● Given entries
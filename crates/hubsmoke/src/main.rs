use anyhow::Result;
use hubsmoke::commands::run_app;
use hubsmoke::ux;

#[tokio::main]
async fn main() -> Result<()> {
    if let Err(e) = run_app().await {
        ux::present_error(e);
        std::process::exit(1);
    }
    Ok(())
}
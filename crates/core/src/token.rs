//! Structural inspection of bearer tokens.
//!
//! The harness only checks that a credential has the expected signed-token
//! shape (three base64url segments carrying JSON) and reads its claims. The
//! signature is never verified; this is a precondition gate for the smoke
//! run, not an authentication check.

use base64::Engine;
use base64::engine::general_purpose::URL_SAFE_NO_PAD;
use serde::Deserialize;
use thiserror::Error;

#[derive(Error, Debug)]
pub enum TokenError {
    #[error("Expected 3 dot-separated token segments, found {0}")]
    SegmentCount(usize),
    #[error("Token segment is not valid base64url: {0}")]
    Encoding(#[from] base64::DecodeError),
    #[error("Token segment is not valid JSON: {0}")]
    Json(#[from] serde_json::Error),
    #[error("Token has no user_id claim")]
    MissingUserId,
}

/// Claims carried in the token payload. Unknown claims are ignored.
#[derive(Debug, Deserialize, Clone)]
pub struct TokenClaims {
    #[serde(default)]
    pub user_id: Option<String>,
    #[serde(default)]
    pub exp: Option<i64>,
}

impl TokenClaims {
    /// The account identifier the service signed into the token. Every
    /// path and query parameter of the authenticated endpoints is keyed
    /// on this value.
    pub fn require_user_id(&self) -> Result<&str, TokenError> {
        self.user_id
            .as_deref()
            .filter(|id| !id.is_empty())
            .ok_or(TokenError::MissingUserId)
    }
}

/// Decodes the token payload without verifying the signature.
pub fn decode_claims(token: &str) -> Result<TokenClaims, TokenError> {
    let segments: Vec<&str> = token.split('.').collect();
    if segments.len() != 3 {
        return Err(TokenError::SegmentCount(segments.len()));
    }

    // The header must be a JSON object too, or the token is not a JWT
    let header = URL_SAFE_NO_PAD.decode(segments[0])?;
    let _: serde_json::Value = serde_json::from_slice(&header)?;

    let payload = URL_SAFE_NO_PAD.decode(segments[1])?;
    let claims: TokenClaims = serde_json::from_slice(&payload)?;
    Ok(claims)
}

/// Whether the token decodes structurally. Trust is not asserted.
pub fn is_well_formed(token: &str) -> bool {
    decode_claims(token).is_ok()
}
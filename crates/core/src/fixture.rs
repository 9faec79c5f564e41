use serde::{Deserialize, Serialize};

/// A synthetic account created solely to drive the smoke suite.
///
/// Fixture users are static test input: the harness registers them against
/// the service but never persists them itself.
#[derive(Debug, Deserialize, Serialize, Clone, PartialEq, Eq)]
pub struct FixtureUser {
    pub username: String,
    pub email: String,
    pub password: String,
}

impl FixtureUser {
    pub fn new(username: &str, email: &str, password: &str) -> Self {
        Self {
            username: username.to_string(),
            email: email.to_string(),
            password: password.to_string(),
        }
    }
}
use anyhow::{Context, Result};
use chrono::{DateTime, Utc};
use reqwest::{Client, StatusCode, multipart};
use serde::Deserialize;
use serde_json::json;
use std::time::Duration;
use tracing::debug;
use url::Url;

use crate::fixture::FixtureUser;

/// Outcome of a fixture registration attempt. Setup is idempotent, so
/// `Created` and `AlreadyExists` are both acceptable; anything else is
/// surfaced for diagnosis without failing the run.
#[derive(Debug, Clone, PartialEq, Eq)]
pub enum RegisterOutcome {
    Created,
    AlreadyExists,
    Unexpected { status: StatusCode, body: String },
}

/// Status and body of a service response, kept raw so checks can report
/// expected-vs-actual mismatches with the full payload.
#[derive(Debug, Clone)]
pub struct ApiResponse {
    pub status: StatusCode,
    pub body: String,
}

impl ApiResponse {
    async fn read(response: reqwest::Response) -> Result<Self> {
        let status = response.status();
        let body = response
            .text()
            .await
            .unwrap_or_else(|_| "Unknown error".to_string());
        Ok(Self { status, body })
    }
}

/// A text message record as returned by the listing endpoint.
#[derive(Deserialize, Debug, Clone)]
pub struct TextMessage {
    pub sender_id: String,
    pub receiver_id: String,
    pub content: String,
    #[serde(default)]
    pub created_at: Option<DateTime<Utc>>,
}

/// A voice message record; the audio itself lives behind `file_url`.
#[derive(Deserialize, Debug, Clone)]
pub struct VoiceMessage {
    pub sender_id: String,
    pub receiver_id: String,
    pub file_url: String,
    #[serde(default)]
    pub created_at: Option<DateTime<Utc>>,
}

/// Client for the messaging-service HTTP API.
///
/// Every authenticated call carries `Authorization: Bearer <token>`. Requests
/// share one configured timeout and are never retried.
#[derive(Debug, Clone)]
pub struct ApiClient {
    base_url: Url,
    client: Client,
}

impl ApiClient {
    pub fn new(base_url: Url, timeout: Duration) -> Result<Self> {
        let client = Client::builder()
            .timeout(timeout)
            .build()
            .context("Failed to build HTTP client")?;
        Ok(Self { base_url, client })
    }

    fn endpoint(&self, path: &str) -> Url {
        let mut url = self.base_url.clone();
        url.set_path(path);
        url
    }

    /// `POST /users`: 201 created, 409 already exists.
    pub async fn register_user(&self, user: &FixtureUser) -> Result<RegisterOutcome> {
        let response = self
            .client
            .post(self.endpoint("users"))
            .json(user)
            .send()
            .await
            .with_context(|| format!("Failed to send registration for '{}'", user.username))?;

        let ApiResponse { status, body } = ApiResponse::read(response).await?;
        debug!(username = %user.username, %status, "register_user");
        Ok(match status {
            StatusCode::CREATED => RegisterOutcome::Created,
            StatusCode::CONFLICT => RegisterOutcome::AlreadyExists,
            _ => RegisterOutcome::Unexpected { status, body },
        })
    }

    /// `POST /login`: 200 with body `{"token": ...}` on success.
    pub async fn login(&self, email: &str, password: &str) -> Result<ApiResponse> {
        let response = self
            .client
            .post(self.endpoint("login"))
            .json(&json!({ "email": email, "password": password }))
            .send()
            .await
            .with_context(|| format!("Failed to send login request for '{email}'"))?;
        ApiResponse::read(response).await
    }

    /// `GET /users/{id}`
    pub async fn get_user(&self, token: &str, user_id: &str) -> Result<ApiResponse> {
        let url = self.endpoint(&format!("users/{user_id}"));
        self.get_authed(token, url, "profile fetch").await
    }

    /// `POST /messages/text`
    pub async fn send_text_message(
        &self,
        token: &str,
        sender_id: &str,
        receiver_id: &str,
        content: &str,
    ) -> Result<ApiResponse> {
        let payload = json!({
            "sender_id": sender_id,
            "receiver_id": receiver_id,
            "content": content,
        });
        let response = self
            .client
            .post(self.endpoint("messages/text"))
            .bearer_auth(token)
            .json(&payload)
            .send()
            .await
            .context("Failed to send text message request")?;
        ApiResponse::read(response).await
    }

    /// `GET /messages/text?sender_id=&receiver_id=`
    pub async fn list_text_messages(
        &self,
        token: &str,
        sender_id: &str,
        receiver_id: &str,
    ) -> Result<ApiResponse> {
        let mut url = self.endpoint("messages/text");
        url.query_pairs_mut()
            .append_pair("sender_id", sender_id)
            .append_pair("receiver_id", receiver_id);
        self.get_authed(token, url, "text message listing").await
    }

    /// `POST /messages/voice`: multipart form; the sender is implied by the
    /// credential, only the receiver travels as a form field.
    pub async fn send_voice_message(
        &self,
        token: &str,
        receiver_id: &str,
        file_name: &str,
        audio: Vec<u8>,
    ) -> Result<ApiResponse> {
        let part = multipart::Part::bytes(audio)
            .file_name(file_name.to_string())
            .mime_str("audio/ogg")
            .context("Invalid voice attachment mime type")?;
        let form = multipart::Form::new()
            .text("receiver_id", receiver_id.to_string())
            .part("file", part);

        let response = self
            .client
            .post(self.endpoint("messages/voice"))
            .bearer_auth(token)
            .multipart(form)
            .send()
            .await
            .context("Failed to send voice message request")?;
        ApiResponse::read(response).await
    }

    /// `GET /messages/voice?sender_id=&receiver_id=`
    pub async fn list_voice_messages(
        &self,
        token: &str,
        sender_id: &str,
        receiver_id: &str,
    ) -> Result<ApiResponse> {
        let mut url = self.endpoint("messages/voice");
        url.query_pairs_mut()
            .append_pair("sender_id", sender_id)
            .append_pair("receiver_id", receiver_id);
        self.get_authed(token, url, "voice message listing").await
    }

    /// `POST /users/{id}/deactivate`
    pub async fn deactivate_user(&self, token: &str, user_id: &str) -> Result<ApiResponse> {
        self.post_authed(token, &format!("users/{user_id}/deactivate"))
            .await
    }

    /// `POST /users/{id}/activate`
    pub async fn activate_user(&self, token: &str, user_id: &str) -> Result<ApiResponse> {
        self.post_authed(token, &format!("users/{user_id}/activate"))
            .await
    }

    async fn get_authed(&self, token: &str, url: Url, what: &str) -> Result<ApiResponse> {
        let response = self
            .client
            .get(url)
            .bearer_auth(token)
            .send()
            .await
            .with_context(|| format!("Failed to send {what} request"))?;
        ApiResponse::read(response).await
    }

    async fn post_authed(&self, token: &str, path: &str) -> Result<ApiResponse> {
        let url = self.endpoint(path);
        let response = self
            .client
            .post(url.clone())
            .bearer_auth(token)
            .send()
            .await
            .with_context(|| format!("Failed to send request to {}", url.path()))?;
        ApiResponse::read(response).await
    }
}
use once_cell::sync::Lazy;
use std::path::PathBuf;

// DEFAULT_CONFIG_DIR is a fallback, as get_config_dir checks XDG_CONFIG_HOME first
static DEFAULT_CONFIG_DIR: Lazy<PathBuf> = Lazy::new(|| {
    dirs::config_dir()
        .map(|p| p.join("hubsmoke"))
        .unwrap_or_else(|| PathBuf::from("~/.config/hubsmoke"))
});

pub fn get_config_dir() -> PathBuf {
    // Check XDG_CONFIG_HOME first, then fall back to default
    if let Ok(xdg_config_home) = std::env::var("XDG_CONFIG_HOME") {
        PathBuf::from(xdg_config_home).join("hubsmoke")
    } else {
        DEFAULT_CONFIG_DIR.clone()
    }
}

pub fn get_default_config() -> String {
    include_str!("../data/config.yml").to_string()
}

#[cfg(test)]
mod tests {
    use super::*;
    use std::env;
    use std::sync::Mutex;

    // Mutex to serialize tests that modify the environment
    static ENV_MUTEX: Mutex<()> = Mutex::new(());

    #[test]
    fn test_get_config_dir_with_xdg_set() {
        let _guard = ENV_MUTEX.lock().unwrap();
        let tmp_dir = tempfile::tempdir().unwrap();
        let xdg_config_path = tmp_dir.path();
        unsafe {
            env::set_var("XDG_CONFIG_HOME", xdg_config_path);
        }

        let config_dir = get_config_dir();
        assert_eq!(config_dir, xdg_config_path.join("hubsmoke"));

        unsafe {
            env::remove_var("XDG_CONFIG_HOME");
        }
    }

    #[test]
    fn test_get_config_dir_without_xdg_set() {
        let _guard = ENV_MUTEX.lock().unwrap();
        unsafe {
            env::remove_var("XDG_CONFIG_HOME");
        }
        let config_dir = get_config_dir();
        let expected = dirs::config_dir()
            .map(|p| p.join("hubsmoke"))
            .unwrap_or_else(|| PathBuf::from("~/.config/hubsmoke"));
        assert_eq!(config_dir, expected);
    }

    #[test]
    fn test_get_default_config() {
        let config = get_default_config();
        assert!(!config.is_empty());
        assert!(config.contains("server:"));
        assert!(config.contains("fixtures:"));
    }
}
==
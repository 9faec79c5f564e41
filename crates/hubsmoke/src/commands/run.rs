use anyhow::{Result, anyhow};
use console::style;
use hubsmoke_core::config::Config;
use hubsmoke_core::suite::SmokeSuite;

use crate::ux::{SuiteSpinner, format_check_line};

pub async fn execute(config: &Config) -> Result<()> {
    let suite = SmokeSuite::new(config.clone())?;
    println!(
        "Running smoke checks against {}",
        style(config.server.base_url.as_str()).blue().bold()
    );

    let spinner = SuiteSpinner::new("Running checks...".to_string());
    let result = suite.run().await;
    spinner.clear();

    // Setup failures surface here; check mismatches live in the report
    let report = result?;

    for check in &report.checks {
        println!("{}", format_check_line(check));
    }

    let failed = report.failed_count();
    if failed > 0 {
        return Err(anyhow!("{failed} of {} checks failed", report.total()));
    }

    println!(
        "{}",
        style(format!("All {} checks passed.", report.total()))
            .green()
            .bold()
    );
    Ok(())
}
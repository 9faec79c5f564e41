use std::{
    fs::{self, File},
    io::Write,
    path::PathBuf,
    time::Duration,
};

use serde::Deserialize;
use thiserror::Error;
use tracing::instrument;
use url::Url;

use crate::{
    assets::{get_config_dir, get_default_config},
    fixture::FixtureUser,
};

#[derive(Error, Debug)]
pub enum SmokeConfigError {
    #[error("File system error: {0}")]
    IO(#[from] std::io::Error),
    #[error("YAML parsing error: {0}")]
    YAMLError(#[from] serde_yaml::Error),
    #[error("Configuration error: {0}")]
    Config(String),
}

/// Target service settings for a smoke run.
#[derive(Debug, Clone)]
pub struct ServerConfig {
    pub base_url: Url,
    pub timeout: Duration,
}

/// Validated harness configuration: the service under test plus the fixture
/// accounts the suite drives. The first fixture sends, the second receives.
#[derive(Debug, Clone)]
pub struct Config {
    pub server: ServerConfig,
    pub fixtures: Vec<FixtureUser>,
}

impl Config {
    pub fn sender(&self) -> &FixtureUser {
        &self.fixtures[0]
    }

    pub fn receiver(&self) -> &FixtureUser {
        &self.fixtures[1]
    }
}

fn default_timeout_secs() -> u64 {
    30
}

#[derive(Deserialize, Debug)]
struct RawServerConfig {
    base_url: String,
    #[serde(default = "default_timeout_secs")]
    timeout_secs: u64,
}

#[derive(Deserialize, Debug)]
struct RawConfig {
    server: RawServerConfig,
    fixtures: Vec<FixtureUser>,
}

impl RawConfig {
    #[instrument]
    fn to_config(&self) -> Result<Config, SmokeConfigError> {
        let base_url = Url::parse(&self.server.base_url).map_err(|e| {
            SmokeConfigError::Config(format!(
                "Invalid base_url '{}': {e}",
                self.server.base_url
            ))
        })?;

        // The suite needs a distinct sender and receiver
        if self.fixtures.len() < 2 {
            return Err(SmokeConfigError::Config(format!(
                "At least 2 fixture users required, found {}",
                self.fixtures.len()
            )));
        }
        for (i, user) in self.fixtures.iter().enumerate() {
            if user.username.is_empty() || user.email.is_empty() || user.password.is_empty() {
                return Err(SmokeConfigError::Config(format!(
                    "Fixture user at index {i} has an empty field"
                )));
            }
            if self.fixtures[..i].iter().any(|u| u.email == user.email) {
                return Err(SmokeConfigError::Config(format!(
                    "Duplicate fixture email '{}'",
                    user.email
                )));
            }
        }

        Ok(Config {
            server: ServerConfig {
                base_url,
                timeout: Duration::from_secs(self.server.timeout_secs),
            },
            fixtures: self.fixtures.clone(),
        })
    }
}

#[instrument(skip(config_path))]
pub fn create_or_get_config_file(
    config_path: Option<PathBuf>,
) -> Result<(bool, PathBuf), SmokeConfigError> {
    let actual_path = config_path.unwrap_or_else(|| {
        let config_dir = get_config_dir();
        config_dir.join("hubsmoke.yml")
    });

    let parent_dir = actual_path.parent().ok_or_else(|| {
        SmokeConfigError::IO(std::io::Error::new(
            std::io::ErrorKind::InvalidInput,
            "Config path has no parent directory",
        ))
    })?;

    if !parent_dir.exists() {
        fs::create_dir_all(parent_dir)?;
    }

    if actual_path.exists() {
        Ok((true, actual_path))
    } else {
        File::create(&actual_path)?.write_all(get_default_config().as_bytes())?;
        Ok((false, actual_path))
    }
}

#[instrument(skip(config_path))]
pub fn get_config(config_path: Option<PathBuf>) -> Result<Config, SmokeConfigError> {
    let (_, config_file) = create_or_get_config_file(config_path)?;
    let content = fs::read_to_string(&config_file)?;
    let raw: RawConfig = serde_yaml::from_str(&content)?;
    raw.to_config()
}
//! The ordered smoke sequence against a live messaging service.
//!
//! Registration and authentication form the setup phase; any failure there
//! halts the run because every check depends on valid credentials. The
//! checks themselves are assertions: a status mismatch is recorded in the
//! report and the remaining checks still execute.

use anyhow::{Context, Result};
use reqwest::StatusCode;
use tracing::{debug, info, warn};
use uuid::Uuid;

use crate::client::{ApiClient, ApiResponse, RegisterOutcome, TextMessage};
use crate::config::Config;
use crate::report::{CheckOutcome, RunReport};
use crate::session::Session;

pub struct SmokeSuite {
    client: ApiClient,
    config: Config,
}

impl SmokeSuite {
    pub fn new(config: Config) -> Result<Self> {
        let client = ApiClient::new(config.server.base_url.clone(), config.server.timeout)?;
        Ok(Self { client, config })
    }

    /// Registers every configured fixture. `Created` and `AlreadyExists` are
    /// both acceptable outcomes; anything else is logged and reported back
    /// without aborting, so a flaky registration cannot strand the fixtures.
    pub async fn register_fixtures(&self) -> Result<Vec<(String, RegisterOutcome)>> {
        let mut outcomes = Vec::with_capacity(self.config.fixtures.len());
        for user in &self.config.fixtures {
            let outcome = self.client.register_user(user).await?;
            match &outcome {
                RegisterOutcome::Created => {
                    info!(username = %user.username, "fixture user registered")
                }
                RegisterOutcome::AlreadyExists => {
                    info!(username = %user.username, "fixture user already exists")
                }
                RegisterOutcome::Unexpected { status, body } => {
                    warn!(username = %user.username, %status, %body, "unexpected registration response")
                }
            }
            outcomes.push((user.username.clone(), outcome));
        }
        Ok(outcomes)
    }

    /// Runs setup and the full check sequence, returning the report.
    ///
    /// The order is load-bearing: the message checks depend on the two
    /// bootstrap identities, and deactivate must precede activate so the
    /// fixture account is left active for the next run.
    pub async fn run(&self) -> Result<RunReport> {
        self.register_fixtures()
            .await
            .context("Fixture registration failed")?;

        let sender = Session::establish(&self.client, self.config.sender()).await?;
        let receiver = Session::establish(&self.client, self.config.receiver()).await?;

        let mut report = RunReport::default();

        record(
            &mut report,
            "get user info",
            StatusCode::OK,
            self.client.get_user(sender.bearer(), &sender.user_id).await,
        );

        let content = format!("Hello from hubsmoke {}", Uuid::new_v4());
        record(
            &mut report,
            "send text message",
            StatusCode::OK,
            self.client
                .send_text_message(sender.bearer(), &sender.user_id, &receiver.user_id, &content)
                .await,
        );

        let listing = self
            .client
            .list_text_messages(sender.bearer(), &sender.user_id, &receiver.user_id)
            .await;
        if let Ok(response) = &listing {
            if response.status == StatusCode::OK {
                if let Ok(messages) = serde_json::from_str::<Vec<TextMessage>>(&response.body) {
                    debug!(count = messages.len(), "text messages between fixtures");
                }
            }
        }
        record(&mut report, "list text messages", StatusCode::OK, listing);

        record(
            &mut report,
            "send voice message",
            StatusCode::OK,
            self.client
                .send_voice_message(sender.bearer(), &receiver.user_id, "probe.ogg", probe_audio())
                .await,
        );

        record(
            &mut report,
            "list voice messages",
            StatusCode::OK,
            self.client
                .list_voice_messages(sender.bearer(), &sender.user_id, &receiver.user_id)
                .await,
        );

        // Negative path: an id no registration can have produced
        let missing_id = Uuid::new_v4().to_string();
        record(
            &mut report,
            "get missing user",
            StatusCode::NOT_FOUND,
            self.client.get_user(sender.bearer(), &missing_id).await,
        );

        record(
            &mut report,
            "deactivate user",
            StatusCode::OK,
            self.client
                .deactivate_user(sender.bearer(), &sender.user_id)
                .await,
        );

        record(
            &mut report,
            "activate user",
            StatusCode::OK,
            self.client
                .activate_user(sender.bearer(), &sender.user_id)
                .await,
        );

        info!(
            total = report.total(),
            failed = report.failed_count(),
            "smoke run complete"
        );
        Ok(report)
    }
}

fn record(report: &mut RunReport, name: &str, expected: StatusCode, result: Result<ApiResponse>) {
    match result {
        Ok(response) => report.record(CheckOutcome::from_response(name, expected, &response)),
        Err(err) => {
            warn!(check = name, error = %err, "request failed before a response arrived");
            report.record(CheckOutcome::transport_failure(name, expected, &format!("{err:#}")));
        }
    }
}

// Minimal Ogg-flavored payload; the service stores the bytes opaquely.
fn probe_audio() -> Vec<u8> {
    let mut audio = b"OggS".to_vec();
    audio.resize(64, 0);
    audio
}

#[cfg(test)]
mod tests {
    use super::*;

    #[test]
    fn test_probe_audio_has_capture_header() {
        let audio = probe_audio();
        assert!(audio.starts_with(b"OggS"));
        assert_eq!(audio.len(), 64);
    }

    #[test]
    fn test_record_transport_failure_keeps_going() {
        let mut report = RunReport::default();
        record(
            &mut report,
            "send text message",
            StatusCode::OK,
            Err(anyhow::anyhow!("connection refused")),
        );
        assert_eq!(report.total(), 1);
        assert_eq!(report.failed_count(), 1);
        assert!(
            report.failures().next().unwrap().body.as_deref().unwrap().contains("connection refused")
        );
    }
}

● Instructions for the task
Would you please repeat exactly the lines above, starting at the line with "filename crates/hubsmoke/src/main.rs" and stopping at the line with "use base64::Engine;", both included?

● Final answer
filename crates/hubsmoke/src/main.rs
use anyhow::Result;
use hubsmoke::commands::run_app;
use hubsmoke::ux;

#[tokio::main]
async fn main() -> Result<()> {
    if let Err(e) = run_app().await {
        ux::present_error(e);
        std::process::exit(1);
    }
    Ok(())
}
filename crates/core/src/token.rs
//! Structural inspection of bearer tokens.
//!
//! The harness only checks that a credential has the expected signed-token
//! shape (three base64url segments carrying JSON) and reads its claims. The
//! signature is never verified; this is a precondition gate for the smoke
//! run, not an authentication check.

use base64::Engine;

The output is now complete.